Handbook for Ministers’ Wives
Sharing the Blessings of Your Marriage, Family, and Home

Author: Patterson, Dorothy
Genre: Christian Living
Publisher: B&H Books, 2002
Tags: Local Church, Serving, Women's Ministry
Series:
Rebekah’s Review
I enjoy Dorothy Patterson. Her contributions to the complementarian view of womanhood have been invaluable! This book is also a great addition to the pastor’s wife’s library.
The main body of the book reads like Emily Post’s Guide to Manners. She tells the pastor’s wife how to act and even what to wear and what to say in a variety of ministry areas. Her advice for home life is quite detailed. Perhaps she was just trying to throw out there as many ideas as possible, but I would be overwhelmed if I tried everything she suggests. I felt a little defensive for my own way of conducting home life. For example, she is very structured with her child rearing, and I am not so much. She even devotes a couple of pages to the process of naming your children. However, the reminders of the point of each exercise and habit and tradition was good.

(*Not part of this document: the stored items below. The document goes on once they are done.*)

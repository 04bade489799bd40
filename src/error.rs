//! Error types for pcaptel.

use thiserror::Error;

/// Main error type for pcaptel operations.
#[derive(Error, Debug)]
pub enum Error {
    /// Error reading or parsing PCAP file
    #[error("PCAP error: {0}")]
    Pcap(#[from] PcapError),

    /// The analysis run failed as a whole
    #[error("Analysis error: {0}")]
    Analysis(#[from] pcaptel_core::Error),

    /// I/O error
    #[error("I/O error: {0}")]
    Io(#[from] std::io::Error),
}

/// Errors related to PCAP file reading.
#[derive(Error, Debug)]
pub enum PcapError {
    /// File not found
    #[error("File not found: {path}")]
    FileNotFound { path: String },

    /// Invalid PCAP format
    #[error("Invalid PCAP format: {reason}")]
    InvalidFormat { reason: String },
}

/// Result type alias using our Error type.
pub type Result<T> = std::result::Result<T, Error>;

Her Victorian style and suggestions would not work so well in our neck of the woods, and so her belaboring the point was annoying to me. I would rather have enjoyed wrapping my mind around the Biblical precedents and principles for hospitality, rather than wade through her numerous suggestions that don’t mean much to me. I think Mrs. Patterson was desirous to be of practical use to new pastor’s wives, but for me it was a lot of mental clutter to wade through.
It is a handbook after all, though. So if I ever need to know the protocol for entertaining formally in our home, I have the book to turn to. I think a lot of her suggestions on gifts and recipes and hospitality ideas could be substituted by using Pinterest these days.
This is really for a pastor’s wife who is starting from square one. Most of the reminders of propriety and appropriateness seemed obvious to me, but I grew up in a ministry family. A wife who never has been around such situations may truly need these things spelled out. Where should the pastor’s family sit or stand at a funeral, what kinds of gifts are appropriate, and practical suggestions on how much or how little she should be involved would be helpful to many. I know some pastor’s wives who need to read this! And to be honest I need improvement in some of these areas too. Appropriateness and graciousness is becoming a lost art.
Some sections are written to congregations as admonitions and suggestions in regard to their pastor and his family. I appreciated her addressing the unique challenges of living in a parsonage. I also appreciated her discussion on whether a pastor’s wife should work outside the home and whether that is any business of the church’s. The was a good section on resignations and terminations. She tactfully discusses difficult ministry hurts. Just to know that it has happened before to others and the varying degrees of severity, was soothing and helpful to me.
I loved her answering of dilemmas and philosophical questions. I wish the book spent more time on that, but that’s just me. Interestingly, she holds the view that woman can have a direct call from God to full-time ministry. However, she qualifies it by stating that calling will be within the confines of God’s ordained hierarchical structures. So while a pastor’s wife may be called directly to that ministry, not all pastor’s wives are called by God for that in particular. She says,
“Most women who become pastors’ wives never hear a divine call to ministry; rather, they marry men who have had such a call. This fact underscores as never before the importance of seeking God’s will in choosing a life partner. Human love may wane under the strains and pressures of a pastor’s life and work; but when God has been at the heart of every decision, He will supply the strength and wisdom needed for any woman to function ably and faithfully in this role. A ministry wife’s realization of this calling is often a slow unfolding of God’s will through the working of the Holy Spirit in her heart. One thing is certain: God never has separate plans for a husband and wife because He has made the two one in His plan for marriage (Gen. 2:24)” (p. 32).
“I desire to seek fewer self-fulfilling experiences in exchange for more God-honoring obligations. I want to yield personal rights in exchange for God-given privileges. I want to commit my life to begin my ministry for the Lord in my home, focusing on meeting the needs of my household. I want to renew my efforts to be a helper to my preacher-husband in his God-assigned task. I want to expect great things from my preacher-husband and attempt great things with him. I will gladly spend and be spent in all I do for God as the wife of a preacher (p. 77).
“God does not give any woman a blank slate and tell her to write her own job description—to do as she pleases with her life. She is not simply to consider her gifts and training and make her own choices. Rather, He gives you a road map in Scripture with the fixed boundaries and general guidelines and lots of crossroads with choices to be made. Fortunately, however, He also furnishes a guidance system for finding and redirecting you when you get lost along the way. The Holy Spirit is on call twenty-four hours a day, seven days a week, and He always knows your location and the proper destination. If you let Him, He will get you there!” (pg. 158).
The Kindle version was hard to read because of pull out quotes in boxes. The formatting was not so good, so you might want to be aware of that if you are considering purchasing it.